API Reference
BitVault exposes a public REST API at /v1/... consumed by the web app, CLI,
third-party integrations, and the (future) React Native mobile client. The API
is URI-versioned (ADR-0015). The authoritative specification is the OpenAPI 3.1
document generated from the proto definitions:
gen/openapi/bitvault.yaml
Never edit this file manually — it is regenerated by task gen from proto/.
API Design Principles
- URI versioning:
/v1/...is a stable, long-lived contract. Breaking changes require/v2/with a documented overlap window. - Bytes bypass compute: upload/download flows issue presigned URLs (ADR-0011); the REST API never streams file content.

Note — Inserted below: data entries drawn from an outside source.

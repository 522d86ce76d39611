use std::fmt;
use std::rc::Rc;

use crate::runtime::environment::ScopeId;
use crate::syntax::ast::FnDecl;

#[derive(Debug, Clone)]
pub enum Value {
    Number(f64),
    Str(String),
    Bool(bool),
    Null,
    /// Handle into the run's object table.
    Object(u64),
    /// A library function referenced by name.
    Builtin(String),
    Closure(Rc<Closure>),
}

/// A user function paired with the scope it was declared in.
#[derive(Debug)]
pub struct Closure {
    pub decl: Rc<FnDecl>,
    pub env: ScopeId,
}

impl Value {
    /// Name reported by `typeof` and in type-mismatch messages.
    pub fn type_name(&self) -> &'static str {
        match self {
            Value::Number(_)  => "number",
            Value::Str(_)     => "string",
            Value::Bool(_)    => "boolean",
            Value::Null       => "null",
            Value::Object(_)  => "object",
            Value::Builtin(_) | Value::Closure(_) => "function",
        }
    }

    pub fn truthy(&self) -> bool {
        match self {
            Value::Number(n) => *n != 0.0,
            Value::Str(s)    => !s.is_empty(),
            Value::Bool(b)   => *b,
            Value::Null      => false,
            Value::Object(_) | Value::Builtin(_) | Value::Closure(_) => true,
        }
    }
}

/// Values of different kinds are never equal; functions compare by identity.
pub fn values_equal(a: &Value, b: &Value) -> bool {
    match (a, b) {
        (Value::Number(x),  Value::Number(y))  => x == y,
        (Value::Str(x),     Value::Str(y))     => x == y,
        (Value::Bool(x),    Value::Bool(y))    => x == y,
        (Value::Null,       Value::Null)       => true,
        (Value::Object(x),  Value::Object(y))  => x == y,
        (Value::Builtin(x), Value::Builtin(y)) => x == y,
        (Value::Closure(x), Value::Closure(y)) => Rc::ptr_eq(x, y),
        _ => false,
    }
}

/// Renders a number the way `print` shows it: no trailing zeros, `-0` as `0`.
pub fn format_number(n: f64) -> String {
    if n == 0.0 { "0".to_string() } else { format!("{n}") }
}

impl fmt::Display for Value {
    fn fmt(&self, f: &mut fmt::Formatter<'_>) -> fmt::Result {
        match self {
            Value::Number(n)  => f.write_str(&format_number(*n)),
            Value::Str(s)     => f.write_str(s),
            Value::Bool(b)    => write!(f, "{b}"),
            Value::Null       => f.write_str("null"),
            Value::Object(id) => write!(f, "{id}"),
            Value::Builtin(name) => write!(f, "<builtin {name}>"),
            Value::Closure(c) => write!(f, "<func {}>", c.decl.name),
        }
    }
}

#[cfg(test)]
mod tests {
    use super::*;

    #[test]
    fn number_formatting() {
        assert_eq!(Value::Number(3.0).to_string(), "3");
        assert_eq!(Value::Number(2.5).to_string(), "2.5");
        assert_eq!(Value::Number(-0.0).to_string(), "0");
        assert_eq!(Value::Number(-4.0).to_string(), "-4");
        assert_eq!(Value::Number(1e21).to_string(), "1000000000000000000000");
    }

    #[test]
    fn other_formatting() {
        assert_eq!(Value::Str("hi".into()).to_string(), "hi");
        assert_eq!(Value::Bool(false).to_string(), "false");
        assert_eq!(Value::Null.to_string(), "null");
        assert_eq!(Value::Object(7).to_string(), "7");
        assert_eq!(Value::Builtin("sin".into()).to_string(), "<builtin sin>");
    }

    #[test]
    fn truthiness() {
        assert!(Value::Number(-1.0).truthy());
        assert!(!Value::Number(0.0).truthy());
        assert!(!Value::Str(String::new()).truthy());
        assert!(Value::Str("0".into()).truthy());
        assert!(!Value::Null.truthy());
        assert!(Value::Object(1).truthy());
    }

    #[test]
    fn equality_across_kinds() {
        assert!(values_equal(&Value::Number(1.0), &Value::Number(1.0)));
        assert!(!values_equal(&Value::Number(1.0), &Value::Str("1".into())));
        assert!(!values_equal(&Value::Number(0.0), &Value::Bool(false)));
        assert!(values_equal(&Value::Null, &Value::Null));
        assert!(!values_equal(&Value::Object(1), &Value::Number(1.0)));
    }
}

- Machine-readable errors: every error response includes a typed
codefrompkg/apperrfor programmatic handling. - Stable error taxonomy: error codes are versioned alongside the API and never silently repurposed.
Contents
| Page | What it covers |
|---|---|
| Versioning | URI versioning, backwards compatibility rules, deprecation, buf breaking-change CI |
| Authentication | Bearer tokens, OAuth 2.1 + PKCE, API tokens, rate-limit headers |
| Errors | Error shape, HTTP status mapping, request_id for support |
Endpoint Groups
| Group | Base path | Owned by |
|---|---|---|
| Files & folders | /v1/files |
File & Metadata context |
| Upload protocol | /v1/uploads |
Storage + File contexts |
| Storage & blobs | /v1/storage |
Storage context |
| Sync | /v1/sync |
Sync context |
| Sharing | /v1/shares |
Sharing context |
| Search | /v1/search |
Search context |
| Identity & tokens | /v1/auth, /v1/api-tokens |
Identity context |
| Admin | /v1/admin |
Admin context |
Full schema for each endpoint group is in gen/openapi/bitvault.yaml.